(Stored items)
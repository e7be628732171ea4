use std::collections::VecDeque;

use crate::{math::Set, prelude::*};

/// Computes the states that can be reached from an initial state, by a breadth first search
/// from `pre`. Neither `pre` nor `post` is part of the result.
pub fn accessible_states<A: Automaton>(aut: &A) -> Set<StateIndex> {
    let (pre, post) = (aut.pre(), aut.post());
    let mut seen = Set::from_iter([pre]);
    let mut queue = VecDeque::from([pre]);
    while let Some(q) = queue.pop_front() {
        for t in aut.all_out(q) {
            let p = aut.dst_of(t);
            if p != post && seen.insert(p) {
                queue.push_back(p);
            }
        }
    }
    seen.remove(&pre);
    seen
}

/// Whether every state of `aut` is accessible.
pub fn is_accessible<A: Automaton>(aut: &A) -> bool {
    let reached = accessible_states(aut);
    aut.states().all(|s| reached.contains(&s))
}

/// Returns a copy of `aut` in which all states that are not accessible have been deleted. The
/// remaining states keep their index.
pub fn accessible<A: AutomatonMut + Clone>(aut: &A) -> A {
    let reached = accessible_states(aut);
    let mut res = aut.clone();
    let useless: Vec<_> = res.states().filter(|s| !reached.contains(s)).collect();
    for s in useless {
        res.del_state(s);
    }
    res
}

#[cfg(test)]
mod tests {
    use crate::prelude::*;

    #[test]
    fn unreachable_states_are_dropped() {
        let a = Letter::Char('a');
        let aut = AutomatonBuilder::new(Context::new(LetterSet::of_size(1), B))
            .with_transitions([(0, a, true, 1), (2, a, true, 1), (3, a, true, 3)])
            .with_initial(0, true)
            .with_final(1, true)
            .build();
        assert_eq!(
            accessible_states(&aut),
            math::Set::from_iter([2, 3])
        );
        assert!(!is_accessible(&aut));

        let res = accessible(&aut);
        assert!(is_accessible(&res));
        assert_eq!(res.states().collect::<Vec<_>>(), vec![2, 3]);
        assert_eq!(res.num_transitions(), 1);
        assert!(res.is_final(3));
    }
}
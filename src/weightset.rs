use std::fmt::Debug;

use thiserror::Error;

use crate::Show;

mod b;
pub use b::B;

mod f2;
pub use f2::F2;

mod z;
pub use z::Z;

mod q;
pub use q::{Rational, Q};

mod r;
pub use r::R;

mod zmin;
pub use zmin::ZMin;

/// Classifies how reliably the star of a weight is defined in a weight set. This is a static
/// property that every [`WeightSet`] declares about itself, it decides how the validity of
/// spontaneous transition removal is established.
#[derive(Debug, Clone, Copy, PartialEq, Eq, Hash)]
pub enum StarStatus {
    /// Every weight has a star, e.g. the booleans. Removal never fails.
    Starable,
    /// Star may or may not be defined, the only way to know is to try, e.g. `zmin`.
    Tops,
    /// Only zero has a star, e.g. the integers. An automaton is valid iff its spontaneous
    /// transitions are acyclic.
    NonStarable,
    /// Validity is decided on the automaton in which every weight is replaced by its absolute
    /// value, e.g. the rationals and the reals.
    Absval,
}

/// Raised by [`WeightSet::star`] on a weight that has no star.
#[derive(Debug, Clone, PartialEq, Eq, Error)]
#[error("{weightset}: star: invalid value: {value}")]
pub struct StarError {
    /// Name of the weight set.
    pub weightset: &'static str,
    /// Rendering of the offending weight.
    pub value: String,
}

impl StarError {
    /// Creates an error for `value` which is not starable in the weight set called `weightset`.
    pub fn new<V: Show>(weightset: &'static str, value: &V) -> Self {
        Self {
            weightset,
            value: value.show(),
        }
    }
}

/// A weight set is a semiring, whose elements are used as weights of transitions. Addition
/// accumulates the weights of alternative paths, multiplication those of consecutive
/// transitions. The star of a weight `w` is the (possibly undefined) infinite sum
/// `1 + w + w·w + ...`.
pub trait WeightSet: Clone + Debug + PartialEq {
    /// The type of weights.
    type Weight: Clone + PartialEq + Debug + Show;

    /// Describes for which weights [`WeightSet::star`] is defined.
    const STAR_STATUS: StarStatus;

    /// The neutral element of addition, absorbing for multiplication.
    fn zero(&self) -> Self::Weight;

    /// The neutral element of multiplication.
    fn one(&self) -> Self::Weight;

    /// Semiring addition.
    fn add(&self, l: &Self::Weight, r: &Self::Weight) -> Self::Weight;

    /// Semiring multiplication, not necessarily commutative.
    fn mul(&self, l: &Self::Weight, r: &Self::Weight) -> Self::Weight;

    /// The star of `w`, or a [`StarError`] if it is not defined.
    fn star(&self, w: &Self::Weight) -> Result<Self::Weight, StarError>;

    /// Checks whether `w` is zero. Transitions with a zero weight are considered absent.
    fn is_zero(&self, w: &Self::Weight) -> bool {
        self.equal(w, &self.zero())
    }

    /// Checks whether `w` is one.
    fn is_one(&self, w: &Self::Weight) -> bool {
        self.equal(w, &self.one())
    }

    /// Whether `l` and `r` denote the same weight.
    fn equal(&self, l: &Self::Weight, r: &Self::Weight) -> bool {
        l == r
    }

    /// The absolute value of `w`. Only meaningful for weight sets whose status is
    /// [`StarStatus::Absval`].
    fn abs(&self, w: &Self::Weight) -> Self::Weight {
        w.clone()
    }

    /// The weight to use when reading a transition backwards. Commutative weight sets leave
    /// weights unchanged.
    fn transpose(&self, w: &Self::Weight) -> Self::Weight {
        w.clone()
    }

    /// Sums all given weights, the empty sum is zero.
    fn sum<'a, I>(&self, weights: I) -> Self::Weight
    where
        I: IntoIterator<Item = &'a Self::Weight>,
        Self::Weight: 'a,
    {
        weights
            .into_iter()
            .fold(self.zero(), |acc, w| self.add(&acc, w))
    }

    /// A short name of the weight set, e.g. `z`.
    fn name(&self) -> &'static str;
}
//! Build script that stamps the binary with a commit hash and build date.

use std::env;
use std::fs;
use std::path::Path;
use std::process::Command;

fn git_short_hash() -> Option<String> {
    let output = Command::new("git")
        .args(["rev-parse", "--short=7", "HEAD"])
        .output()
        .ok()?;
    if !output.status.success() {
        return None;
    }
    let hash = String::from_utf8(output.stdout).ok()?;
    let hash = hash.trim();
    (!hash.is_empty()).then(|| hash.to_string())
}

fn main() {
    // CI sets BUILD_COMMIT / BUILD_DATE; local builds ask git and the clock
    let commit = env::var("BUILD_COMMIT")
        .ok()
        .or_else(git_short_hash)
        .unwrap_or_else(|| "unknown".to_string());
    let date = env::var("BUILD_DATE")
        .unwrap_or_else(|_| chrono::Utc::now().format("%Y-%m-%d").to_string());

    let out_dir = env::var("OUT_DIR").expect("cargo always sets OUT_DIR for build scripts");
    let dest_path = Path::new(&out_dir).join("build_info.rs");
    let contents = format!(
        "pub const BUILD_COMMIT: &str = {commit:?};\npub const BUILD_DATE: &str = {date:?};\n"
    );
    fs::write(&dest_path, contents).expect("failed to write build_info.rs");

    println!("cargo:rerun-if-changed=.git/HEAD");
    println!("cargo:rerun-if-env-changed=BUILD_COMMIT");
    println!("cargo:rerun-if-env-changed=BUILD_DATE");
}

# Task requirements
Wherever the string "Command" appears in a line above, copy that line.

# Solution below
use std::process::Command;
    let output = Command::new("git")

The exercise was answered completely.